Vulnerability description
By default, Apache Dubbo (Dubbo for short) supports generic calls to arbitrary methods that are exposed by provider interfaces. These calls are handled by GenericFilter. GenericFilter finds the service and method that are specified in the first argument of a call and uses the Java Reflection API to make the final call.
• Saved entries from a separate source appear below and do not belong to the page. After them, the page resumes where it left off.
//! Configuration validation.
//!
//! Validates configuration at load time to catch common errors early.

use super::Config;
use thiserror::Error;

/// Validation errors for configuration.
#[derive(Debug, Clone, PartialEq, Error)]
pub enum ValidationError {
    #[error("teleport.follower_radius.{axis} must be finite and non-negative, got {value}")]
    InvalidRadius { axis: char, value: f64 },
    #[error("teleport.max_chain_length must be at least 1")]
    ZeroChainLength,
    #[error("scheduler.tick_millis must be greater than 0")]
    ZeroTick,
    #[error("messages.{0} does not name a known message")]
    UnknownMessage(String),
}

/// Validate a configuration, returning all errors found.
pub fn validate(config: &Config) -> Result<(), Vec<ValidationError>> {
    let mut errors = Vec::new();

    let radius = &config.teleport.follower_radius;
    for (axis, value) in [('x', radius.x), ('y', radius.y), ('z', radius.z)] {
        if !value.is_finite() || value < 0.0 {
            errors.push(ValidationError::InvalidRadius { axis, value });
        }
    }

    if config.teleport.max_chain_length == 0 {
        errors.push(ValidationError::ZeroChainLength);
    }

    if config.scheduler.tick_millis == 0 {
        errors.push(ValidationError::ZeroTick);
    }

    for key in config.messages.unknown_keys() {
        errors.push(ValidationError::UnknownMessage(key));
    }

    if errors.is_empty() {
        Ok(())
    } else {
        Err(errors)
    }
}

#[cfg(test)]
mod tests {
    use super::*;
    use crate::world::Radius;

    #[test]
    fn defaults_are_valid() {
        assert!(validate(&Config::default()).is_ok());
    }

    #[test]
    fn collects_every_error() {
        let mut config = Config::default();
        config.teleport.follower_radius = Radius::new(-1.0, f64::NAN, 4.0);
        config.teleport.max_chain_length = 0;
        config.scheduler.tick_millis = 0;

        let errors = validate(&config).unwrap_err();
        assert_eq!(errors.len(), 4);
        assert!(errors.contains(&ValidationError::ZeroChainLength));
        assert!(errors.contains(&ValidationError::ZeroTick));
        assert!(matches!(
            errors[0],
            ValidationError::InvalidRadius { axis: 'x', .. }
        ));
    }

    #[test]
    fn unknown_message_override() {
        let mut config = Config::default();
        config
            .messages
            .sections
            .entry("general".to_string())
            .or_default()
            .insert("no-such-thing".to_string(), "x".to_string());

        let errors = validate(&config).unwrap_err();
        assert_eq!(
            errors,
            vec![ValidationError::UnknownMessage(
                "general.no-such-thing".to_string()
            )]
        );
    }
}
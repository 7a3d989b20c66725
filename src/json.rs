//! JSON helpers shared by the card value types.
//!
//! [`to_string`] writes JSON with a space after every `:` and `,`, and
//! leaves non-ASCII characters such as suit glyphs unescaped:
//!
//! ```
//! use trumpy::{Suit, json};
//!
//! assert_eq!(
//!     json::to_string(&Suit::CLUB).unwrap(),
//!     r#"{"id": 3, "name": "club", "label": "♣"}"#
//! );
//! ```

use alloc::string::String;
use alloc::vec::Vec;
use std::io;

use serde::Serialize;
use serde::ser::Error as _;
use serde_json::Value;
use serde_json::ser::{Formatter, Serializer};

/// A [`Formatter`] that separates items with `", "` and keys from values
/// with `": "`, on a single line.
#[derive(Debug, Clone, Copy, Default)]
pub struct SpacedFormatter;

impl Formatter for SpacedFormatter {
    fn begin_array_value<W>(&mut self, writer: &mut W, first: bool) -> io::Result<()>
    where
        W: ?Sized + io::Write,
    {
        if first {
            Ok(())
        } else {
            writer.write_all(b", ")
        }
    }

    fn begin_object_key<W>(&mut self, writer: &mut W, first: bool) -> io::Result<()>
    where
        W: ?Sized + io::Write,
    {
        if first {
            Ok(())
        } else {
            writer.write_all(b", ")
        }
    }

    fn begin_object_value<W>(&mut self, writer: &mut W) -> io::Result<()>
    where
        W: ?Sized + io::Write,
    {
        writer.write_all(b": ")
    }
}

/// Serializes `value` to a JSON string using [`SpacedFormatter`].
///
/// # Errors
///
/// Returns an error if `value`'s `Serialize` implementation fails.
pub fn to_string<T>(value: &T) -> serde_json::Result<String>
where
    T: ?Sized + Serialize,
{
    let mut buf = Vec::with_capacity(64);
    let mut ser = Serializer::with_formatter(&mut buf, SpacedFormatter);
    value.serialize(&mut ser)?;
    String::from_utf8(buf).map_err(serde_json::Error::custom)
}

/// Describes the kind of a JSON value, as reported by
/// [`Error::InvalidType`](crate::Error::InvalidType).
pub(crate) fn kind(value: &Value) -> &'static str {
    match value {
        Value::Null => "null",
        Value::Bool(_) => "bool",
        Value::Number(n) if n.is_f64() => "float",
        Value::Number(_) => "integer",
        Value::String(_) => "string",
        Value::Array(_) => "array",
        Value::Object(_) => "object",
    }
}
When the $invoke or $invokeAsync method is called, attackers can set the generic serialization type to nativejava and send malicious request content to launch RCE attacks.
Vulnerability severity
Medium
Affected users
- All users who use Dubbo 2.5.x
- All users who use a Dubbo 2.6.x version earlier than 2.6.10
- All users who use a Dubbo 2.7.x version earlier than 2.7.10
Fixes
Update Dubbo to the specified version based on the existing version that you use.
- If you use Dubbo 2.5.x, update Dubbo to 2.6.10.1 or 2.7.12.
- If you use Dubbo 2.6.x, update Dubbo to 2.6.10.1 or 2.7.12.
- If you use Dubbo 2.7.x, update Dubbo to 2.7.12.